When I was a kid I always wanted to live in a two story house. There was something so intriguing about the stairs. But, no, we always lived in the boring one level house. Not even a basement. And the attic? Just a hole in the ceiling. But when we moved to Kentucky, it was nothing but multilevel dwellings. Now, granted, my husband and I sought and decided on the house we would go in massive debt to buy-our first house purchase ever-but of the many houses we toured and toured and toured in those 48 hours, not one of them was one level. In fact, most of them were more than two levels, were in fact four levels with basement and attic. I went into houses in those days which had a mediocre "main" floor. Then we would walk down the stairs to the basement-a showplace. I felt like I was in a different country.
I mean, I didn't grow up in the flat lands or anything, but the hills around here are certainly not anything I had ever experienced in my previous 36 years. There are houses on the street near mine in which people have to walk twenty stairs or more just to get to their front porch. Their front yard is nothing but a mountain. My husband calls them hills, but when you're standing on the street and you raise your face to the house perched on that angle, well, it sure as heck looks like a mountain to me. And what happens one morning when you go out on your porch and miss a step? You're in for a big fall, my friend. And your first level landing spot is on the street. Wouldn't that be a kicker? If you survive the fall down the stairs, you're likely to be squashed flat by a passing car.

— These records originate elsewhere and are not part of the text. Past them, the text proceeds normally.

//! # Progress Event Bus
//!
//! Fans progress events out from the job thread to any number of listeners.
//!
//! ## Delivery Model
//!
//! - every subscriber owns an unbounded channel; publishing never waits on
//!   a subscriber, and a slow or abandoned one cannot starve the others
//! - the bus remembers the latest event per job, even with no subscribers
//! - a new subscriber is seeded with that latest event, then receives
//!   everything published afterwards, in order
//!
//! Seeding and registration happen under the same lock as publishing, so a
//! late subscriber never misses or duplicates an event.
//!
//! ## Example
//!
//! ```
//! use uuid::Uuid;
//! use wainlux::events::{EventBus, Phase};
//!
//! let bus = EventBus::new();
//! let job = Uuid::new_v4();
//! bus.emit(job, Phase::Setup, 0, "queued");
//!
//! let mut sub = bus.subscribe(job);
//! let first = sub.try_recv().unwrap();
//! assert_eq!(first.phase, Phase::Setup);
//! ```

use std::collections::HashMap;
use std::fmt;
use std::sync::{Arc, Mutex, MutexGuard, Weak};
use std::time::Duration;

use chrono::{DateTime, Utc};
use serde::{Deserialize, Serialize};
use tokio::sync::mpsc::{self, error::TryRecvError, UnboundedReceiver, UnboundedSender};
use uuid::Uuid;

/// Named stage of a burn job.
#[derive(Debug, Clone, Copy, PartialEq, Eq, Hash, Serialize, Deserialize)]
#[serde(rename_all = "snake_case")]
pub enum Phase {
    Setup,
    Connect,
    Prepare,
    Upload,
    Burning,
    Wait,
    Finalize,
    Complete,
    Error,
    Cancelled,
}

impl Phase {
    pub fn is_terminal(self) -> bool {
        matches!(self, Phase::Complete | Phase::Error | Phase::Cancelled)
    }

    pub fn as_str(self) -> &'static str {
        match self {
            Phase::Setup => "setup",
            Phase::Connect => "connect",
            Phase::Prepare => "prepare",
            Phase::Upload => "upload",
            Phase::Burning => "burning",
            Phase::Wait => "wait",
            Phase::Finalize => "finalize",
            Phase::Complete => "complete",
            Phase::Error => "error",
            Phase::Cancelled => "cancelled",
        }
    }
}

impl fmt::Display for Phase {
    fn fmt(&self, f: &mut fmt::Formatter<'_>) -> fmt::Result {
        f.write_str(self.as_str())
    }
}

/// One immutable progress record.
#[derive(Debug, Clone, PartialEq, Serialize, Deserialize)]
pub struct ProgressEvent {
    pub job_id: Uuid,
    /// Per-job sequence number, assigned by the bus
    pub seq: u64,
    pub phase: Phase,
    pub percent: u8,
    pub message: String,
    /// Stable error kind on terminal failures
    #[serde(skip_serializing_if = "Option::is_none", default)]
    pub error_kind: Option<String>,
    pub at: DateTime<Utc>,
}

impl ProgressEvent {
    pub fn new(job_id: Uuid, phase: Phase, percent: u8, message: impl Into<String>) -> Self {
        Self {
            job_id,
            seq: 0,
            phase,
            percent: percent.min(100),
            message: message.into(),
            error_kind: None,
            at: Utc::now(),
        }
    }

    pub fn with_error_kind(mut self, kind: impl Into<String>) -> Self {
        self.error_kind = Some(kind.into());
        self
    }

    pub fn is_terminal(&self) -> bool {
        self.phase.is_terminal()
    }
}

struct Subscriber {
    id: u64,
    tx: UnboundedSender<ProgressEvent>,
}

#[derive(Default)]
struct BusInner {
    next_subscriber: u64,
    latest: HashMap<Uuid, ProgressEvent>,
    next_seq: HashMap<Uuid, u64>,
    subscribers: HashMap<Uuid, Vec<Subscriber>>,
}

/// Cloneable handle to the bus.
#[derive(Clone, Default)]
pub struct EventBus {
    inner: Arc<Mutex<BusInner>>,
}

impl fmt::Debug for EventBus {
    fn fmt(&self, f: &mut fmt::Formatter<'_>) -> fmt::Result {
        let inner = self.lock();
        f.debug_struct("EventBus")
            .field("jobs", &inner.latest.len())
            .field(
                "subscribers",
                &inner.subscribers.values().map(Vec::len).sum::<usize>(),
            )
            .finish()
    }
}

impl EventBus {
    pub fn new() -> Self {
        Self::default()
    }

    fn lock(&self) -> MutexGuard<'_, BusInner> {
        self.inner.lock().unwrap_or_else(|p| p.into_inner())
    }

    /// Append an event to a job's stream. The bus stamps the sequence
    /// number and returns the event as stored.
    pub fn publish(&self, job_id: Uuid, mut event: ProgressEvent) -> ProgressEvent {
        event.job_id = job_id;
        let mut inner = self.lock();

        let seq = inner.next_seq.entry(job_id).or_insert(0);
        event.seq = *seq;
        *seq += 1;

        inner.latest.insert(job_id, event.clone());

        if let Some(subs) = inner.subscribers.get_mut(&job_id) {
            subs.retain(|sub| sub.tx.send(event.clone()).is_ok());
        }

        log::debug!(
            "[{}] #{} {} {}% {}",
            job_id,
            event.seq,
            event.phase,
            event.percent,
            event.message
        );
        event
    }

    /// Shorthand for publishing a fresh [`ProgressEvent`].
    pub fn emit(
        &self,
        job_id: Uuid,
        phase: Phase,
        percent: u8,
        message: impl Into<String>,
    ) -> ProgressEvent {
        self.publish(job_id, ProgressEvent::new(job_id, phase, percent, message))
    }

    /// Open an isolated channel for `job_id`, seeded with its latest event.
    pub fn subscribe(&self, job_id: Uuid) -> Subscription {
        let (tx, rx) = mpsc::unbounded_channel();
        let mut inner = self.lock();

        if let Some(latest) = inner.latest.get(&job_id) {
            // rx is alive, send cannot fail
            let _ = tx.send(latest.clone());
        }

        let id = inner.next_subscriber;
        inner.next_subscriber += 1;
        inner
            .subscribers
            .entry(job_id)
            .or_default()
            .push(Subscriber { id, tx });

        Subscription {
            job_id,
            id,
            rx,
            bus: Arc::downgrade(&self.inner),
        }
    }

    /// Detach a subscriber. Dropping the [`Subscription`] does the same.
    pub fn unsubscribe(&self, subscription: Subscription) {
        drop(subscription);
    }

    /// Latest event recorded for a job.
    pub fn latest(&self, job_id: Uuid) -> Option<ProgressEvent> {
        self.lock().latest.get(&job_id).cloned()
    }

    pub fn subscriber_count(&self, job_id: Uuid) -> usize {
        self.lock()
            .subscribers
            .get(&job_id)
            .map_or(0, |subs| subs.iter().filter(|s| !s.tx.is_closed()).count())
    }

    /// Drop everything recorded for a finished job.
    pub fn forget(&self, job_id: Uuid) {
        let mut inner = self.lock();
        inner.latest.remove(&job_id);
        inner.next_seq.remove(&job_id);
        inner.subscribers.remove(&job_id);
    }
}

fn remove_subscriber(inner: &Mutex<BusInner>, job_id: Uuid, id: u64) {
    let mut inner = inner.lock().unwrap_or_else(|p| p.into_inner());
    if let Some(subs) = inner.subscribers.get_mut(&job_id) {
        subs.retain(|s| s.id != id);
        if subs.is_empty() {
            inner.subscribers.remove(&job_id);
        }
    }
}

/// One subscriber's private stream.
pub struct Subscription {
    job_id: Uuid,
    id: u64,
    rx: UnboundedReceiver<ProgressEvent>,
    bus: Weak<Mutex<BusInner>>,
}

impl fmt::Debug for Subscription {
    fn fmt(&self, f: &mut fmt::Formatter<'_>) -> fmt::Result {
        f.debug_struct("Subscription")
            .field("job_id", &self.job_id)
            .field("id", &self.id)
            .finish()
    }
}

impl Subscription {
    pub fn job_id(&self) -> Uuid {
        self.job_id
    }

    /// Next event; `None` once the bus is gone or the job was forgotten.
    pub async fn recv(&mut self) -> Option<ProgressEvent> {
        self.rx.recv().await
    }

    /// Next event if one is already queued.
    pub fn try_recv(&mut self) -> Option<ProgressEvent> {
        match self.rx.try_recv() {
            Ok(event) => Some(event),
            Err(TryRecvError::Empty | TryRecvError::Disconnected) => None,
        }
    }

    /// Blocking receive for non-async callers. Must not be called from
    /// inside a tokio runtime.
    pub fn blocking_recv(&mut self) -> Option<ProgressEvent> {
        self.rx.blocking_recv()
    }

    /// Poll for the next event until `timeout`.
    pub fn recv_timeout(&mut self, timeout: Duration) -> Option<ProgressEvent> {
        let deadline = std::time::Instant::now() + timeout;
        loop {
            match self.rx.try_recv() {
                Ok(event) => return Some(event),
                Err(TryRecvError::Disconnected) => return None,
                Err(TryRecvError::Empty) => {}
            }
            if std::time::Instant::now() >= deadline {
                return None;
            }
            std::thread::sleep(Duration::from_millis(2));
        }
    }

    /// Everything currently queued.
    pub fn drain(&mut self) -> Vec<ProgressEvent> {
        std::iter::from_fn(|| self.try_recv()).collect()
    }
}

impl Drop for Subscription {
    fn drop(&mut self) {
        if let Some(inner) = self.bus.upgrade() {
            remove_subscriber(&inner, self.job_id, self.id);
        }
    }
}
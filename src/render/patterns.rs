//! # Calibration Patterns
//!
//! Binary test images for checking alignment and the usable work area.
//! Every pattern fills the full work area (1600 × 1520 px at 0.05 mm/px)
//! so it burns where the head actually reaches.
//!
//! | Name | Shows |
//! |------|-------|
//! | `center` | small box with crosshair in the middle |
//! | `frame` | outline of the work area |
//! | `grid` | lines every `size_mm` plus the outline |
//! | `corners` | a box in each corner |
//! | `bottom-test` | diagonal across the bottom eighth (Y travel limit) |
//!
//! The output is a `GrayImage` (black = burn) fed through the normal image
//! pipeline.

use image::{GrayImage, Luma};

use crate::device::DeviceSpec;
use crate::error::RenderError;

/// All available patterns, in display order.
pub const PATTERNS: &[&str] = &["center", "frame", "grid", "corners", "bottom-test"];

/// Feature size used when none is given
pub const DEFAULT_SIZE_MM: f32 = 10.0;

/// Trait for calibration patterns.
pub trait Pattern: Send + Sync {
    /// Pattern name (lowercase, e.g., "grid").
    fn name(&self) -> &'static str;

    /// True where the laser fires.
    fn ink(&self, x: u32, y: u32, width: u32, height: u32) -> bool;

    /// Default dimensions (width, height): the full work area.
    fn default_dimensions(&self) -> (u32, u32) {
        (DeviceSpec::K6.max_width, DeviceSpec::K6.max_height)
    }
}

/// Is (x, y) on the `thickness`-px outline of the rectangle?
#[inline]
fn on_outline(x: u32, y: u32, left: u32, top: u32, w: u32, h: u32, thickness: u32) -> bool {
    if x < left || y < top || x >= left + w || y >= top + h {
        return false;
    }
    let (dx, dy) = (x - left, y - top);
    dx < thickness || dy < thickness || dx >= w.saturating_sub(thickness) || dy >= h.saturating_sub(thickness)
}

/// Box with crosshair in the middle of the work area.
#[derive(Debug, Clone)]
pub struct Center {
    pub box_px: u32,
    pub cross_half_px: u32,
}

impl Center {
    pub fn new(size_mm: f32) -> Self {
        let spec = DeviceSpec::K6;
        Self {
            box_px: spec.mm_to_px(size_mm).max(4),
            cross_half_px: spec.mm_to_px(2.5),
        }
    }
}

impl Pattern for Center {
    fn name(&self) -> &'static str {
        "center"
    }

    fn ink(&self, x: u32, y: u32, width: u32, height: u32) -> bool {
        let size = self.box_px.min(width).min(height);
        let (left, top) = ((width - size) / 2, (height - size) / 2);
        let (cx, cy) = (width / 2, height / 2);
        let half = self.cross_half_px;

        let horizontal = y == cy && x + half >= cx && x <= cx + half;
        let vertical = x == cx && y + half >= cy && y <= cy + half;
        on_outline(x, y, left, top, size, size, 2) || horizontal || vertical
    }
}

/// Outline of the work area.
#[derive(Debug, Clone, Default)]
pub struct Frame;

impl Pattern for Frame {
    fn name(&self) -> &'static str {
        "frame"
    }

    fn ink(&self, x: u32, y: u32, width: u32, height: u32) -> bool {
        on_outline(x, y, 0, 0, width, height, 2)
    }
}

/// Square grid with a heavier outline.
#[derive(Debug, Clone)]
pub struct Grid {
    pub spacing_px: u32,
}

impl Grid {
    pub fn new(size_mm: f32) -> Self {
        Self {
            spacing_px: DeviceSpec::K6.mm_to_px(size_mm).max(2),
        }
    }
}

impl Pattern for Grid {
    fn name(&self) -> &'static str {
        "grid"
    }

    fn ink(&self, x: u32, y: u32, width: u32, height: u32) -> bool {
        x % self.spacing_px == 0 || y % self.spacing_px == 0 || on_outline(x, y, 0, 0, width, height, 2)
    }
}

/// A box in each corner plus a thin outline.
#[derive(Debug, Clone)]
pub struct Corners {
    pub box_px: u32,
}

impl Corners {
    pub fn new(size_mm: f32) -> Self {
        Self {
            box_px: DeviceSpec::K6.mm_to_px(size_mm).max(4),
        }
    }
}

impl Pattern for Corners {
    fn name(&self) -> &'static str {
        "corners"
    }

    fn ink(&self, x: u32, y: u32, width: u32, height: u32) -> bool {
        let b = self.box_px.min(width).min(height);
        let (right, bottom) = (width - b, height - b);
        [(0, 0), (right, 0), (0, bottom), (right, bottom)]
            .iter()
            .any(|&(left, top)| on_outline(x, y, left, top, b, b, 2))
            || on_outline(x, y, 0, 0, width, height, 1)
    }
}

/// Three-pixel diagonal from the left edge at 7/8 height to the bottom
/// right corner. Where it stops burning is where Y travel ends.
#[derive(Debug, Clone, Default)]
pub struct BottomTest;

impl Pattern for BottomTest {
    fn name(&self) -> &'static str {
        "bottom-test"
    }

    fn ink(&self, x: u32, y: u32, width: u32, height: u32) -> bool {
        if width < 2 || height < 2 {
            return false;
        }
        let start_y = (height - height / 8) as f32;
        let end_y = (height - 1) as f32;
        let t = x as f32 / (width - 1) as f32;
        let line_y = start_y + (end_y - start_y) * t;
        (y as f32 - line_y).abs() <= 1.0
    }
}

/// Get a pattern by name; `size_mm` sizes its features.
pub fn by_name(name: &str, size_mm: f32) -> Option<Box<dyn Pattern>> {
    match name.to_lowercase().as_str() {
        "center" => Some(Box::new(Center::new(size_mm))),
        "frame" => Some(Box::new(Frame)),
        "grid" => Some(Box::new(Grid::new(size_mm))),
        "corners" => Some(Box::new(Corners::new(size_mm))),
        "bottom-test" | "bottom" => Some(Box::new(BottomTest)),
        _ => None,
    }
}

/// List all available pattern names.
pub fn list_patterns() -> &'static [&'static str] {
    PATTERNS
}

/// Render a pattern at its default dimensions.
pub fn render(pattern: &dyn Pattern) -> GrayImage {
    let (width, height) = pattern.default_dimensions();
    GrayImage::from_fn(width, height, |x, y| {
        if pattern.ink(x, y, width, height) {
            Luma([0])
        } else {
            Luma([255])
        }
    })
}

/// Look up and render a pattern.
pub fn render_named(name: &str, size_mm: f32) -> Result<GrayImage, RenderError> {
    let pattern = by_name(name, size_mm).ok_or_else(|| RenderError::UnknownPattern(name.to_string()))?;
    Ok(render(pattern.as_ref()))
}

#[cfg(test)]
mod tests {
    use super::*;

    fn black(img: &GrayImage, x: u32, y: u32) -> bool {
        img.get_pixel(x, y)[0] == 0
    }

    #[test]
    fn test_list_patterns() {
        let patterns = list_patterns();
        assert_eq!(patterns.len(), 5);
        for name in patterns {
            assert!(by_name(name, DEFAULT_SIZE_MM).is_some(), "{name}");
        }
    }

    #[test]
    fn test_by_name() {
        assert!(by_name("GRID", 5.0).is_some()); // Case insensitive
        assert!(by_name("bottom", 5.0).is_some()); // Alias
        assert!(by_name("ripple", 5.0).is_none());
        assert_eq!(
            render_named("nope", 5.0).unwrap_err(),
            RenderError::UnknownPattern("nope".into())
        );
    }

    #[test]
    fn test_patterns_fill_work_area() {
        let img = render_named("frame", DEFAULT_SIZE_MM).unwrap();
        assert_eq!(img.dimensions(), (1600, 1520));
        assert!(black(&img, 0, 0));
        assert!(black(&img, 1599, 1519));
        assert!(!black(&img, 800, 760));
    }

    #[test]
    fn test_center_crosshair() {
        let img = render_named("center", 10.0).unwrap();
        assert!(black(&img, 800, 760));
        // 10 mm box = 200 px, outline at 700..=899 horizontally
        assert!(black(&img, 700, 760));
        assert!(!black(&img, 690, 760));
        assert!(!black(&img, 0, 0));
    }

    #[test]
    fn test_grid_spacing() {
        let img = render_named("grid", 10.0).unwrap();
        assert!(black(&img, 200, 333));
        assert!(!black(&img, 201, 333));
    }

    #[test]
    fn test_corners() {
        let img = render_named("corners", 10.0).unwrap();
        assert!(black(&img, 199, 100));
        assert!(black(&img, 1400, 100));
        assert!(!black(&img, 800, 760));
    }

    #[test]
    fn test_bottom_test_stays_low() {
        let img = render_named("bottom-test", DEFAULT_SIZE_MM).unwrap();
        assert!(black(&img, 0, 1330));
        assert!(black(&img, 1599, 1519));
        let top_half_ink = (0..760).any(|y| (0..1600).any(|x| black(&img, x, y)));
        assert!(!top_half_ink);
    }
}
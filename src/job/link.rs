//! # Acknowledged Frame Exchange
//!
//! Every frame the host sends is answered by a single ACK byte. This module
//! owns that conversation for one lease:
//!
//! 1. honour the settle window left by the previous motion command
//! 2. discard whatever is already waiting on the input side
//! 3. write the frame
//! 4. wait for the reply; on silence or a stray byte, back off and resend
//!
//! The ACK carries no frame identity, so a frame that was resent after a
//! timeout may still have an ACK in flight once it succeeds. Those late ACKs
//! are drained before the next frame goes out; an ACK later than
//! [`LATE_ACK_FACTOR`] timeouts after its write is considered lost.
//!
//! A failed write is a link fault and is never retried. In dry-run mode
//! there is no connection at all and every exchange succeeds immediately.

use std::thread;
use std::time::{Duration, Instant};

use crate::config::{Config, RetryPolicy, Timing};
use crate::device::DeviceConnection;
use crate::error::JobError;
use crate::protocol::commands::{ControlCommand, ACK, VERSION_LEN};
use crate::protocol::frame::{self, Interleaved, StatusScanner};
use crate::transport::{AckRead, Transport};

/// Firmware string reported when the version bytes never arrive.
pub(crate) const UNKNOWN_FIRMWARE: &str = "unknown";

/// Firmware string reported by dry-run links.
pub(crate) const DRY_RUN_FIRMWARE: &str = "dry-run";

/// How many timeouts after its write an ACK may still turn up.
pub(crate) const LATE_ACK_FACTOR: u32 = 2;

enum Reply<T> {
    Done(T),
    Unexpected(u8),
    Timeout,
}

/// ACKs a resent frame may still be owed, and until when to expect them.
struct Owed {
    acks: usize,
    until: Instant,
}

pub(crate) struct Link<'a> {
    conn: Option<&'a mut DeviceConnection>,
    timing: Timing,
    retry: RetryPolicy,
    settle: Duration,
    owed: Option<Owed>,
}

impl<'a> Link<'a> {
    pub fn hardware(conn: &'a mut DeviceConnection, config: &Config) -> Self {
        Self {
            conn: Some(conn),
            timing: config.timing,
            retry: config.retry,
            settle: config.spec.settle,
            owed: None,
        }
    }

    pub fn dry_run(config: &Config) -> Self {
        Self {
            conn: None,
            timing: config.timing,
            retry: config.retry,
            settle: config.spec.settle,
            owed: None,
        }
    }

    pub fn is_dry_run(&self) -> bool {
        self.conn.is_none()
    }

    pub fn connection(&mut self) -> Option<&mut DeviceConnection> {
        self.conn.as_deref_mut()
    }

    /// Block until the post-motion settle window has passed.
    pub fn wait_settle(&self) {
        let Some(last) = self.conn.as_ref().and_then(|c| c.last_motion()) else {
            return;
        };
        let remaining = self.settle.saturating_sub(last.elapsed());
        if !remaining.is_zero() {
            log::trace!("Settling {:?}", remaining);
            thread::sleep(remaining);
        }
    }

    /// Discard stale input on the wire.
    pub fn clear_input(&mut self) -> Result<(), JobError> {
        if let Some(conn) = self.conn.as_deref_mut() {
            conn.transport().clear_input()?;
        }
        Ok(())
    }

    /// Send a control command and wait for its ACK.
    pub fn command(&mut self, command: ControlCommand) -> Result<(), JobError> {
        let bytes = command.encode()?;
        let what = command.describe();
        let timeout = self.timing.ack_timeout;
        self.exchange(&what, &bytes, command.is_motion(), timeout, |t, timeout| {
            Ok(match t.read_ack(timeout)? {
                AckRead::Ack => Reply::Done(()),
                AckRead::Unexpected(b) => Reply::Unexpected(b),
                AckRead::Timeout => Reply::Timeout,
            })
        })
        .map(|_| ())
    }

    /// Send a control command while the device is burning. Status frames
    /// that arrive ahead of the ACK are skipped rather than taken as stray
    /// replies.
    pub fn command_while_burning(&mut self, command: ControlCommand) -> Result<(), JobError> {
        let bytes = command.encode()?;
        let what = command.describe();
        let timeout = self.timing.ack_timeout;
        self.exchange(&what, &bytes, command.is_motion(), timeout, |t, timeout| {
            let deadline = Instant::now() + timeout;
            let mut scanner = StatusScanner::new();
            let mut byte = [0u8; 1];
            loop {
                let remaining = deadline.saturating_duration_since(Instant::now());
                if remaining.is_zero() || t.read(&mut byte, remaining)? == 0 {
                    return Ok(Reply::Timeout);
                }
                match scanner.absorb(byte[0]) {
                    Interleaved::Partial => {}
                    Interleaved::Status(pct) => {
                        log::trace!(target: "wainlux::wire", "<- status {}% (skipped)", pct);
                    }
                    Interleaved::Other(ACK) => return Ok(Reply::Done(())),
                    Interleaved::Other(b) => return Ok(Reply::Unexpected(b)),
                }
            }
        })
        .map(|_| ())
    }

    /// Identify handshake. Returns the firmware version string.
    pub fn query_status(&mut self) -> Result<String, JobError> {
        if self.is_dry_run() {
            return Ok(DRY_RUN_FIRMWARE.to_string());
        }
        let command = ControlCommand::Status;
        let bytes = command.encode()?;
        let timeout = self.timing.connect_timeout;
        let firmware = self.exchange("status", &bytes, false, timeout, |t, timeout| {
            match t.read_ack(timeout)? {
                AckRead::Ack => {}
                AckRead::Unexpected(b) => return Ok(Reply::Unexpected(b)),
                AckRead::Timeout => return Ok(Reply::Timeout),
            }
            let mut version = [0u8; VERSION_LEN];
            let n = t.read_exact_within(&mut version, timeout)?;
            let firmware = frame::decode_version(&version[..n]).unwrap_or_else(|e| {
                log::warn!("Status acknowledged without version: {}", e);
                UNKNOWN_FIRMWARE.to_string()
            });
            Ok(Reply::Done(firmware))
        })?;
        Ok(firmware.unwrap_or_else(|| DRY_RUN_FIRMWARE.to_string()))
    }

    /// Send one raster line and wait for its ACK.
    pub fn line(&mut self, depth: u8, power: u16, index: u16, bits: &[u8]) -> Result<(), JobError> {
        let bytes = frame::encode_line(depth, power, index, bits)?;
        let what = format!("line {}", index);
        let timeout = self.timing.ack_timeout;
        self.exchange(&what, &bytes, false, timeout, |t, timeout| {
            Ok(match t.read_ack(timeout)? {
                AckRead::Ack => Reply::Done(()),
                AckRead::Unexpected(b) => Reply::Unexpected(b),
                AckRead::Timeout => Reply::Timeout,
            })
        })
        .map(|_| ())
    }

    /// Wait up to `timeout` for the next burn status frame. Stray bytes are
    /// skipped. Dry-run links report the burn as finished.
    pub fn next_burn_status(
        &mut self,
        scanner: &mut StatusScanner,
        timeout: Duration,
    ) -> Result<Option<u8>, JobError> {
        let Some(conn) = self.conn.as_deref_mut() else {
            return Ok(Some(100));
        };
        let deadline = Instant::now() + timeout;
        let mut byte = [0u8; 1];
        loop {
            let remaining = deadline.saturating_duration_since(Instant::now());
            if remaining.is_zero() {
                return Ok(None);
            }
            if conn.transport().read(&mut byte, remaining)? == 0 {
                return Ok(None);
            }
            if let Some(pct) = scanner.push(byte[0]) {
                return Ok(Some(pct));
            }
        }
    }

    /// Write `bytes` and wait for a reply, retrying per the policy. Returns
    /// `None` on dry-run links.
    fn exchange<T, F>(
        &mut self,
        what: &str,
        bytes: &[u8],
        motion: bool,
        timeout: Duration,
        mut await_reply: F,
    ) -> Result<Option<T>, JobError>
    where
        F: FnMut(&mut dyn Transport, Duration) -> Result<Reply<T>, JobError>,
    {
        if self.is_dry_run() {
            log::trace!("dry-run: {}", what);
            return Ok(None);
        }

        self.drain_owed()?;

        let attempts = self.retry.max_attempts.max(1);
        let mut last_stray = None;
        let mut unanswered = 0;
        for attempt in 1..=attempts {
            self.wait_settle();
            let Some(conn) = self.conn.as_deref_mut() else {
                return Ok(None);
            };

            conn.transport().clear_input()?;
            log::trace!(target: "wainlux::wire", "-> {} ({} bytes)", what, bytes.len());
            conn.transport().write(bytes)?;
            let written = Instant::now();
            if motion {
                conn.note_motion(written);
            }

            match await_reply(conn.transport(), timeout)? {
                Reply::Done(value) => {
                    // The ACK taken may belong to an earlier attempt; the
                    // later writes can still be answered.
                    if unanswered > 0 {
                        self.owed = Some(Owed {
                            acks: unanswered,
                            until: written + timeout * LATE_ACK_FACTOR,
                        });
                    }
                    return Ok(Some(value));
                }
                Reply::Unexpected(byte) => {
                    log::warn!(
                        "{}: unexpected reply {:#04x} (attempt {}/{})",
                        what,
                        byte,
                        attempt,
                        attempts
                    );
                    last_stray = Some(byte);
                }
                Reply::Timeout => {
                    log::warn!("{}: no ACK (attempt {}/{})", what, attempt, attempts);
                    last_stray = None;
                    unanswered += 1;
                }
            }

            if attempt < attempts {
                thread::sleep(self.retry.backoff(attempt));
            }
        }

        Err(match last_stray {
            Some(byte) => JobError::Protocol(format!(
                "{} answered with {:#04x} instead of ACK",
                what, byte
            )),
            None => JobError::AckTimeout {
                what: what.to_string(),
                attempts,
            },
        })
    }

    /// Swallow late ACKs still owed to the previous frame.
    fn drain_owed(&mut self) -> Result<(), JobError> {
        let Some(mut owed) = self.owed.take() else {
            return Ok(());
        };
        let Some(conn) = self.conn.as_deref_mut() else {
            return Ok(());
        };
        let mut byte = [0u8; 1];
        while owed.acks > 0 {
            let remaining = owed.until.saturating_duration_since(Instant::now());
            if remaining.is_zero() || conn.transport().read(&mut byte, remaining)? == 0 {
                break;
            }
            log::debug!(target: "wainlux::wire", "<- late reply {:#04x} discarded", byte[0]);
            if byte[0] == ACK {
                owed.acks -= 1;
            }
        }
        Ok(())
    }
}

People in this part of this state don't need a stair master at the Y. All they have to do is live in any house here. And do laundry. My washer and dryer are in the basement. Our dirty clothes basket and dressers are on the second floor. As efficient as I have ever been able to get on laundry day is walking up and down ten flights of stairs. That is taking into account three cycles with the washer and dryer.
Yes. I could stay down in the basement while the washer is washing and the dryer is drying. Unfortunately, the house we bought does not have the show place basement. It has the basement in which you have to duck your head in certain spots or else crack your skull on the heating vents. And there is a toilet down there, but that only lends itself to the creep factor of the place because the toilet is perched in a corner without any kind of privacy wall. It just sits there...all exposed. Bizarre. And here's an even more creepy thing. There's a lock on the outside of the door leading down to the basement which has no exits. It has occurred to me that the nice lady who lived here for decades before we did may have had a mentally deranged relative who lived down there involuntarily.
Oh, great. Now I'm going to have nightmares tonight about the ghost of some psycho whose sister locked him in the basement all of his adult life until he died trying to escape through the dryer vent.